INFORMATION START

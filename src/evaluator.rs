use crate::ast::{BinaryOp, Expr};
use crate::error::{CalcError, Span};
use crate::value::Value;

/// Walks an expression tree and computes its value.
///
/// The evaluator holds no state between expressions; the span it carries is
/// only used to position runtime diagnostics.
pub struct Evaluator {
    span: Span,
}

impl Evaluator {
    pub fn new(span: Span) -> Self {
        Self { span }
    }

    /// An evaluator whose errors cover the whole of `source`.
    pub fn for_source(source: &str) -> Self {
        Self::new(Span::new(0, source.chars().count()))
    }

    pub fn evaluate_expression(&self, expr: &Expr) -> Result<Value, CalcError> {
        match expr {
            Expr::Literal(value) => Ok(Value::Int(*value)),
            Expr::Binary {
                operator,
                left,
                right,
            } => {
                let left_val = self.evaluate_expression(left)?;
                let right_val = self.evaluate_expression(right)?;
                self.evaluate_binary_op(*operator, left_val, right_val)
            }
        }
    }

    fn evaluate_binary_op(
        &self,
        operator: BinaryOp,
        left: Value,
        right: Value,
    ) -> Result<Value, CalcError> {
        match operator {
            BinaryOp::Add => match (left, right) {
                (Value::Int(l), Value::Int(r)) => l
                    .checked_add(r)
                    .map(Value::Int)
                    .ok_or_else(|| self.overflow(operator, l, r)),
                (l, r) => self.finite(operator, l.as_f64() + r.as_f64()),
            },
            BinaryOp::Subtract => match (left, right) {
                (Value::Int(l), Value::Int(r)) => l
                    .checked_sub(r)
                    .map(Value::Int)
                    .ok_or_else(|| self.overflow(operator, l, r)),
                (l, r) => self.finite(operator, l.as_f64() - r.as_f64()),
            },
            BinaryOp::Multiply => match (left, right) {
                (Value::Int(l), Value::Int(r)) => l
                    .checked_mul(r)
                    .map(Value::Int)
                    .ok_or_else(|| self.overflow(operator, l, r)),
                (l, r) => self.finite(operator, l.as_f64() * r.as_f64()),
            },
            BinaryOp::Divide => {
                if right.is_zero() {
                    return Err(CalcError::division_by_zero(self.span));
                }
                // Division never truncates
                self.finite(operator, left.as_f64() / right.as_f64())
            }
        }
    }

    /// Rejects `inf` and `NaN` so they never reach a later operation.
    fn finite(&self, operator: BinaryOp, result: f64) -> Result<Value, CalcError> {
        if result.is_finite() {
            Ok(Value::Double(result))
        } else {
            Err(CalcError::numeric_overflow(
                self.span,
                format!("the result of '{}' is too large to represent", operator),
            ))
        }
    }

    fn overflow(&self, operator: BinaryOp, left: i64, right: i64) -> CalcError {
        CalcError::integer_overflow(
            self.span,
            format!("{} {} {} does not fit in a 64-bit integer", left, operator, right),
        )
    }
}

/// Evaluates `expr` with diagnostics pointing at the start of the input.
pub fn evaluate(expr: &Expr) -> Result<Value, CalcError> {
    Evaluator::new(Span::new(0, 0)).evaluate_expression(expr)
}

INFORMATION END

● ABOUT THIS TASK
Exactly reproduce all of the entries above.

● RESULT FOR THIS EXERCISE
filename src/evaluator.rs
use crate::ast::{BinaryOp, Expr};
use crate::error::{CalcError, Span};
use crate::value::Value;

/// Walks an expression tree and computes its value.
///
/// The evaluator holds no state between expressions; the span it carries is
/// only used to position runtime diagnostics.
pub struct Evaluator {
    span: Span,
}

impl Evaluator {
    pub fn new(span: Span) -> Self {
        Self { span }
    }

    /// An evaluator whose errors cover the whole of `source`.
    pub fn for_source(source: &str) -> Self {
        Self::new(Span::new(0, source.chars().count()))
    }

    pub fn evaluate_expression(&self, expr: &Expr) -> Result<Value, CalcError> {
        match expr {
            Expr::Literal(value) => Ok(Value::Int(*value)),
            Expr::Binary {
                operator,
                left,
                right,
            } => {
                let left_val = self.evaluate_expression(left)?;
                let right_val = self.evaluate_expression(right)?;
                self.evaluate_binary_op(*operator, left_val, right_val)
            }
        }
    }

    fn evaluate_binary_op(
        &self,
        operator: BinaryOp,
        left: Value,
        right: Value,
    ) -> Result<Value, CalcError> {
        match operator {
            BinaryOp::Add => match (left, right) {
                (Value::Int(l), Value::Int(r)) => l
                    .checked_add(r)
                    .map(Value::Int)
                    .ok_or_else(|| self.overflow(operator, l, r)),
                (l, r) => self.finite(operator, l.as_f64() + r.as_f64()),
            },
            BinaryOp::Subtract => match (left, right) {
                (Value::Int(l), Value::Int(r)) => l
                    .checked_sub(r)
                    .map(Value::Int)
                    .ok_or_else(|| self.overflow(operator, l, r)),
                (l, r) => self.finite(operator, l.as_f64() - r.as_f64()),
            },
            BinaryOp::Multiply => match (left, right) {
                (Value::Int(l), Value::Int(r)) => l
                    .checked_mul(r)
                    .map(Value::Int)
                    .ok_or_else(|| self.overflow(operator, l, r)),
                (l, r) => self.finite(operator, l.as_f64() * r.as_f64()),
            },
            BinaryOp::Divide => {
                if right.is_zero() {
                    return Err(CalcError::division_by_zero(self.span));
                }
                // Division never truncates
                self.finite(operator, left.as_f64() / right.as_f64())
            }
        }
    }

    /// Rejects `inf` and `NaN` so they never reach a later operation.
    fn finite(&self, operator: BinaryOp, result: f64) -> Result<Value, CalcError> {
        if result.is_finite() {
            Ok(Value::Double(result))
        } else {
            Err(CalcError::numeric_overflow(
                self.span,
                format!("the result of '{}' is too large to represent", operator),
            ))
        }
    }

    fn overflow(&self, operator: BinaryOp, left: i64, right: i64) -> CalcError {
        CalcError::integer_overflow(
            self.span,
            format!("{} {} {} does not fit in a 64-bit integer", left, operator, right),
        )
    }
}

/// Evaluates `expr` with diagnostics pointing at the start of the input.
pub fn evaluate(expr: &Expr) -> Result<Value, CalcError> {
    Evaluator::new(Span::new(0, 0)).evaluate_expression(expr)
}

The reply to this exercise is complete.